Justice Harlan's lone dissent has had its own afterlife in constitutional doctrine. His declaration that 'our Constitution is color-blind' is the textual seed of the modern strict-scrutiny framework for race-conscious government action that the Court applied in Adarand Constructors v. Pena (1995), Parents Involved in Community Schools v. Seattle School District No. 1 (2007), and Students for Fair Admissions v. Harvard (2023). The 'color-blind' formulation is read by modern adherents as a principle against all racial classification, and by critics as a misreading of Harlan that strips out the substantive anti-subordination project he was actually defending. The historical reading question is one of the platform's recurring topics.

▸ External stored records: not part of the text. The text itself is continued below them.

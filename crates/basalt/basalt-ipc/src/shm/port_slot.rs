//! Ownership word for one port position inside a service segment.
//!
//! `owner` holds the id of the node that claimed the position (0 when free),
//! `port_id` the unique id of the port once it is ready to be seen by peers
//! (0 while the port is being set up or torn down). Senders iterate the slots
//! of the opposite side and only touch those with a non-zero `port_id`.

use std::sync::atomic::{AtomicU64, Ordering};

/// Owner value while a slot's resources are being handed back.
const RECLAIMING: u64 = u64::MAX;

#[repr(C)]
pub(crate) struct PortSlot {
    owner: AtomicU64,
    port_id: AtomicU64,
}

impl PortSlot {
    /// Claims a free slot for `node_id`.
    pub(crate) fn try_claim(&self, node_id: u64) -> bool {
        self.owner
            .compare_exchange(0, node_id, Ordering::AcqRel, Ordering::Relaxed)
            .is_ok()
    }

    /// Makes the port visible to its peers.
    pub(crate) fn activate(&self, port_id: u64) {
        self.port_id.store(port_id, Ordering::Release);
    }

    #[inline]
    pub(crate) fn active_port(&self) -> Option<u64> {
        match self.port_id.load(Ordering::Acquire) {
            0 => None,
            id => Some(id),
        }
    }

    /// Node currently owning the slot, if any.
    pub(crate) fn owner(&self) -> Option<u64> {
        match self.owner.load(Ordering::Acquire) {
            0 | RECLAIMING => None,
            id => Some(id),
        }
    }

    /// Hides the port from peers; the slot stays owned.
    pub(crate) fn deactivate(&self) {
        self.port_id.store(0, Ordering::Release);
    }

    /// Releases the slot after its resources were handed back.
    pub(crate) fn vacate(&self) {
        self.port_id.store(0, Ordering::Release);
        self.owner.store(0, Ordering::Release);
    }

    /// Takes the slot away from `dead_owner` so exactly one caller reclaims it.
    ///
    /// On success the slot is deactivated and marked as being reclaimed; the
    /// caller drains its resources and then calls [`PortSlot::vacate`].
    pub(crate) fn try_begin_reclaim(&self, dead_owner: u64) -> bool {
        if dead_owner == 0 || dead_owner == RECLAIMING {
            return false;
        }

        let won = self
            .owner
            .compare_exchange(dead_owner, RECLAIMING, Ordering::AcqRel, Ordering::Relaxed)
            .is_ok();
        if won {
            self.port_id.store(0, Ordering::Release);
        }
        won
    }

    /// [`PortSlot::try_begin_reclaim`] for an owner that `is_dead` confirms.
    pub(crate) fn try_begin_reclaim_if(&self, is_dead: &mut impl FnMut(u64) -> bool) -> bool {
        match self.owner() {
            Some(owner) if is_dead(owner) => self.try_begin_reclaim(owner),
            _ => false,
        }
    }
}

#[cfg(test)]
mod tests {
    use super::*;

    fn slot() -> PortSlot {
        PortSlot {
            owner: AtomicU64::new(0),
            port_id: AtomicU64::new(0),
        }
    }

    #[test]
    fn claim_activate_vacate() {
        let s = slot();
        assert!(s.try_claim(7));
        assert!(!s.try_claim(8));
        assert_eq!(s.owner(), Some(7));
        assert_eq!(s.active_port(), None);

        s.activate(42);
        assert_eq!(s.active_port(), Some(42));

        s.vacate();
        assert_eq!(s.owner(), None);
        assert!(s.try_claim(8));
    }

    #[test]
    fn only_one_reclaimer_wins() {
        let s = slot();
        assert!(s.try_claim(3));
        s.activate(11);

        assert!(!s.try_begin_reclaim(4));
        assert!(s.try_begin_reclaim(3));
        assert!(!s.try_begin_reclaim(3));
        assert_eq!(s.active_port(), None);
        assert_eq!(s.owner(), None);
        assert!(!s.try_claim(5));

        s.vacate();
        assert!(s.try_claim(5));
    }
}
impl<'a> RequestResponseSegment<'a> {
    /// # Safety
    /// `base` must be the start of a mapping initialized by
    /// [`RequestResponseLayout::init`] with this layout that outlives `'a`.
    pub(crate) unsafe fn new(base: *mut u8, layout: &'a RequestResponseLayout) -> Self {
        Self { base, layout }
    }

    pub(crate) fn client(&self, index: usize) -> ClientSlot<'a> {
        // SAFETY: inside client `index` of an initialized segment.
        unsafe {
            let slot = self.base.add(self.layout.clients.at(index));
            ClientSlot {
                port: &*(slot as *const PortSlot),
                loans: SlotList::from_ptr(slot.add(self.layout.client_loans)),
                borrows: SlotList::from_ptr(slot.add(self.layout.client_borrows)),
                slot,
                layout: self.layout,
            }
        }
    }

    pub(crate) fn server(&self, index: usize) -> ServerSlot<'a> {
        // SAFETY: inside server `index` of an initialized segment.
        unsafe {
            let slot = self.base.add(self.layout.servers.at(index));
            ServerSlot {
                port: &*(slot as *const PortSlot),
                terminated_clients: &*(slot.add(self.layout.server_terminations)
                    as *const AtomicU64),
                loans: SlotList::from_ptr(slot.add(self.layout.server_loans)),
                borrows: SlotList::from_ptr(slot.add(self.layout.server_borrows)),
                requests: IndexQueue::from_ptr(slot.add(self.layout.server_requests)),
            }
        }
    }

    pub(crate) fn request_pool(&self) -> SlotPool<'a> {
        // SAFETY: the request pool region of an initialized segment.
        unsafe { SlotPool::from_ptr(self.base.add(self.layout.request_pool_offset)) }
    }

    pub(crate) fn response_pool(&self) -> SlotPool<'a> {
        // SAFETY: the response pool region of an initialized segment.
        unsafe { SlotPool::from_ptr(self.base.add(self.layout.response_pool_offset)) }
    }

    /// Channel a request slot is routed to, if the route is in range.
    pub(crate) fn channel_of_request(&self, request: u32) -> Option<Channel<'a>> {
        let route = self.request_pool().header(request).route.load(Ordering::Acquire);
        let (client, channel) = split_route(route);
        if client < self.layout.max_clients() && channel < self.layout.max_active_requests() {
            Some(self.client(client).channel(channel))
        } else {
            None
        }
    }

    /// Drops one server-side hold on `request`: its channel reference and its
    /// pool reference.
    pub(crate) fn release_server_hold(&self, request: u32) {
        if let Some(channel) = self.channel_of_request(request) {
            channel.header.server_refs.fetch_sub(1, Ordering::AcqRel);
        }
        self.request_pool().release(request);
    }

    /// Closes the channel from the client side and frees its responses.
    pub(crate) fn close_channel(&self, channel: &Channel<'_>) {
        if channel.header.client_active.swap(0, Ordering::AcqRel) == 1 {
            let request = channel.header.request_slot.load(Ordering::Acquire) as u32;
            self.request_pool().release(request);
        }
        self.drain_responses(channel);
    }

    pub(crate) fn drain_responses(&self, channel: &Channel<'_>) {
        let pool = self.response_pool();
        channel.responses.drain(|index| {
            pool.release(index as u32);
        });
    }

    pub(crate) fn number_of_clients(&self) -> usize {
        (0..self.layout.max_clients())
            .filter(|&i| self.client(i).port.active_port().is_some())
            .count()
    }

    pub(crate) fn number_of_servers(&self) -> usize {
        (0..self.layout.max_servers())
            .filter(|&i| self.server(i).port.active_port().is_some())
            .count()
    }

    /// Hands back everything a client slot holds.
    pub(crate) fn release_client(&self, client: &ClientSlot<'_>) {
        for c in 0..self.layout.max_active_requests() {
            self.close_channel(&client.channel(c));
        }
        let responses = self.response_pool();
        client.borrows.drain(|index| {
            responses.release(index);
        });
        let requests = self.request_pool();
        client.loans.drain(|index| {
            requests.release(index);
        });
    }

    /// Hands back everything a server slot holds.
    pub(crate) fn release_server(&self, server: &ServerSlot<'_>) {
        server.requests.drain(|index| self.release_server_hold(index as u32));
        server.borrows.drain(|index| self.release_server_hold(index));
        let responses = self.response_pool();
        server.loans.drain(|index| {
            responses.release(index);
        });
        server.terminated_clients.store(0, Ordering::Release);
    }

    /// Records a terminated client in every active server.
    fn report_terminated_client(&self) {
        for i in 0..self.layout.max_servers() {
            let server = self.server(i);
            if server.port.active_port().is_some() {
                server.terminated_clients.fetch_add(1, Ordering::AcqRel);
            }
        }
    }

    /// Reclaims the client slots whose owner `is_dead`; returns how many.
    pub(crate) fn reclaim_clients(&self, is_dead: &mut impl FnMut(u64) -> bool) -> usize {
        let mut reclaimed = 0;
        for i in 0..self.layout.max_clients() {
            let client = self.client(i);
            if client.port.try_begin_reclaim_if(&mut *is_dead) {
                self.release_client(&client);
                client.port.vacate();
                self.report_terminated_client();
                reclaimed += 1;
            }
        }
        reclaimed
    }

    /// Reclaims the server slots whose owner `is_dead`; returns how many.
    pub(crate) fn reclaim_servers(&self, is_dead: &mut impl FnMut(u64) -> bool) -> usize {
        let mut reclaimed = 0;
        for i in 0..self.layout.max_servers() {
            let server = self.server(i);
            if server.port.try_begin_reclaim_if(&mut *is_dead) {
                self.release_server(&server);
                server.port.vacate();
                reclaimed += 1;
            }
        }
        reclaimed
    }

    pub(crate) fn reclaim(&self, mut is_dead: impl FnMut(u64) -> bool) -> usize {
        self.reclaim_clients(&mut is_dead) + self.reclaim_servers(&mut is_dead)
    }
}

The operational practice of Plessy across the American South extended substantially beyond the explicit segregation statutes. Local custom, employer discretion, real-estate broker practice, and the broader institutional framework of post-Reconstruction Southern society produced a comprehensive segregation regime that the formal statutory architecture only partially documented. C. Vann Woodward's 'The Strange Career of Jim Crow' (1955, revised editions through 1974) is the canonical historiographical treatment of the operational transition from the post-Reconstruction fluidity to the fully institutionalized Jim Crow regime of the 1900s and 1910s. Woodward's principal argument — that the Jim Crow regime was constructed rather than continuous from antebellum slavery — remains the modern scholarly consensus.
The constitutional doctrinal trajectory from Plessy through Brown was the subject of NAACP Legal Defense Fund's sustained long-game litigation strategy under Charles Hamilton Houston and Thurgood Marshall. The strategy began with graduate and professional education in the 1930s, proceeded through several intermediate cases addressing the substantive equality of facilities, and culminated in Brown's 1954 holding that separate educational facilities are inherently unequal in the primary and secondary public-education context. The platform's framing treats the Plessy-to-Brown litigation arc as the principal modern reference example of strategic civil-rights litigation: a coordinated multi-decade institutional campaign rather than a single landmark case.
Plessy v. Ferguson, 163 US 537 (1896). US Supreme Court.